Under the country’s new constitution, approved in January a year ago, the president has the right “in the event of imminent danger threatening the nation’s institutions, or the security or independence of the country” to “take any measures necessitated by the exceptional circumstances”.
The Islamic State section of Libya has claimed responsibility for the attack and threatened more attacks to come. Analysts say that Tunisia has been affected by what’s going on in Libya and by those who have left the country to join these groups. The police took more than a half-hour to respond to the emergency.
Apart from allowing the barring of strike action, the measure allows the authorities to carry out raids on homes at any time of the day and to keep tabs on the media.
Tunisia has faced a surge in violence since the revolution and dozens of police and soldiers have been killed since then.
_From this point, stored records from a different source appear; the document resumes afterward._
use log::{debug, trace};

use crate::flash::{FlashController, FlashError, FlashProgrammer};

const INDEX_LEN: usize = 0;
const INDEX_OFFSET: usize = 1;
const INDEX_TYPE: usize = 3;
const INDEX_DATA: usize = 4;

/// Length, offset, type and checksum bytes around the record data.
pub const RECORD_OVERHEAD: usize = 5;

/// HEX record types.
#[repr(u8)]
#[derive(Clone, Copy, Debug, PartialEq, Eq)]
pub enum RecordType {
    /// Data to program at base + offset.
    Data = 0x00,
    /// End of the image.
    EndOfFile = 0x01,
    /// Accepted, no effect.
    ExtendedSegmentAddress = 0x02,
    /// Accepted, no effect.
    StartSegmentAddress = 0x03,
    /// Sets the upper 16 address bits.
    ExtendedLinearAddress = 0x04,
    /// Accepted, no effect.
    StartLinearAddress = 0x05,
}

impl TryFrom<u8> for RecordType {
    type Error = DecodeError;

    fn try_from(value: u8) -> Result<Self, Self::Error> {
        match value {
            0x00 => Ok(RecordType::Data),
            0x01 => Ok(RecordType::EndOfFile),
            0x02 => Ok(RecordType::ExtendedSegmentAddress),
            0x03 => Ok(RecordType::StartSegmentAddress),
            0x04 => Ok(RecordType::ExtendedLinearAddress),
            0x05 => Ok(RecordType::StartLinearAddress),
            other => Err(DecodeError::InvalidRecordType(other)),
        }
    }
}

/// HEX record decoding errors.
///
/// The address state is not rolled back on any of them: after a failure the
/// host is expected to restart the session.
#[derive(Debug, Clone, Copy, PartialEq, Eq, thiserror::Error)]
pub enum DecodeError {
    /// The payload is shorter than the record it declares.
    #[error("truncated record ({actual} bytes, expected {expected})")]
    Truncated {
        /// Bytes needed by the declared data length.
        expected: usize,
        /// Bytes received.
        actual: usize,
    },
    /// Sum of the record bytes is not zero.
    #[error("record checksum failed")]
    ChecksumFailed,
    /// Unknown record type code.
    #[error("invalid record type {0:#04x}")]
    InvalidRecordType(u8),
    /// An extended linear address record without exactly two data bytes.
    #[error("malformed address record")]
    MalformedAddress,
    /// Programming the record data failed.
    #[error("write failed")]
    WriteFailed(#[source] FlashError),
}

/// One raw HEX record, checksum verified.
#[derive(Clone, Copy, Debug, PartialEq, Eq)]
pub struct HexRecord<'a> {
    /// Record type.
    pub kind: RecordType,
    /// Lower 16 address bits.
    pub offset: u16,
    /// Data bytes.
    pub data: &'a [u8],
}

impl<'a> HexRecord<'a> {
    /// Parses one binary record: length, big-endian offset, type, data,
    /// checksum. Bytes after the checksum are ignored.
    pub fn parse(bytes: &'a [u8]) -> Result<Self, DecodeError> {
        if bytes.len() < RECORD_OVERHEAD {
            return Err(DecodeError::Truncated {
                expected: RECORD_OVERHEAD,
                actual: bytes.len(),
            });
        }

        let data_len = bytes[INDEX_LEN] as usize;
        let record_len = RECORD_OVERHEAD + data_len;
        if bytes.len() < record_len {
            return Err(DecodeError::Truncated {
                expected: record_len,
                actual: bytes.len(),
            });
        }

        let record = &bytes[..record_len];
        let sum = record.iter().fold(0u8, |acc, b| acc.wrapping_add(*b));
        if sum != 0 {
            return Err(DecodeError::ChecksumFailed);
        }

        Ok(Self {
            kind: RecordType::try_from(record[INDEX_TYPE])?,
            offset: u16::from_be_bytes([record[INDEX_OFFSET], record[INDEX_OFFSET + 1]]),
            data: &record[INDEX_DATA..INDEX_DATA + data_len],
        })
    }
}

/// Decodes HEX records and programs their data.
///
/// Holds the upper 16 address bits set by the last extended linear address
/// record. The value survives across records and must be [reset](HexDecoder::reset)
/// at the start of every programming session, otherwise a previous session's
/// base silently shifts the new image.
#[derive(Clone, Debug, Default)]
pub struct HexDecoder {
    base: u16,
}

impl HexDecoder {
    /// New decoder with a zero base.
    pub fn new() -> Self {
        Self::default()
    }

    /// Current upper address bits.
    pub fn base(&self) -> u16 {
        self.base
    }

    /// Starts a new programming session.
    pub fn reset(&mut self) {
        self.base = 0;
    }

    /// Absolute address of `offset` with the current base.
    pub fn address(&self, offset: u16) -> u32 {
        ((self.base as u32) << 16) | offset as u32
    }

    /// Verifies one record and applies it: data records are written through
    /// `flash`, an extended linear address record replaces the base.
    ///
    /// Returns the record type so the caller can tell when the image ends.
    pub fn decode_and_apply<C: FlashController>(
        &mut self,
        bytes: &[u8],
        flash: &mut FlashProgrammer<C>,
    ) -> Result<RecordType, DecodeError> {
        let record = HexRecord::parse(bytes)?;

        match record.kind {
            RecordType::Data => {
                let address = self.address(record.offset);
                trace!("data record: {} bytes at {:#010x}", record.data.len(), address);
                flash
                    .write(address, record.data)
                    .map_err(DecodeError::WriteFailed)?;
            }
            RecordType::ExtendedLinearAddress => {
                if record.data.len() != 2 {
                    return Err(DecodeError::MalformedAddress);
                }
                self.base = u16::from_be_bytes([record.data[0], record.data[1]]);
                debug!("base address {:#06x}", self.base);
            }
            RecordType::EndOfFile => {
                debug!("end of image");
            }
            RecordType::ExtendedSegmentAddress
            | RecordType::StartSegmentAddress
            | RecordType::StartLinearAddress => {}
        }

        Ok(record.kind)
    }
}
The latest deadly shooting rampage followed a March attack claimed by the ISIL militant group on Tunis’ Bardo National Museum, which killed over 20 foreign tourists and a policeman.
The country’s prime minister has also said the government will post armed guards at tourist sites and close mosques outside government control.
“Just as there have been security failures, there have also been political failures”, the prime minister’s communications adviser Dhafer Neji told the AFP news agency. “We feel really sorry about what happened”.
Tourists fled in horror as a Tunisian identified as 23-year-old Saif Rezgui pulled a Kalashnikov assault rifle from inside a beach umbrella and went on a shooting spree outside a five-star hotel.
Eight people have been arrested in suspicion of helping out the gunman, and the government says it has found links to those who planned the attack.
In March, gunmen killed 22 people, again mostly tourists, at The National Bardo Museum outside Tunis. The government has been seeking to increase the powers of the security forces as it grapples with an insurgency in the western border region and with terrorist attacks in cities.
Disillusionment and social exclusion as well as economic woes have fuelled radicalism among youths in Tunisia.
Terrorist attacks have seriously damaged Tunisia’s economy, which is heavily dependent on the tourism industry.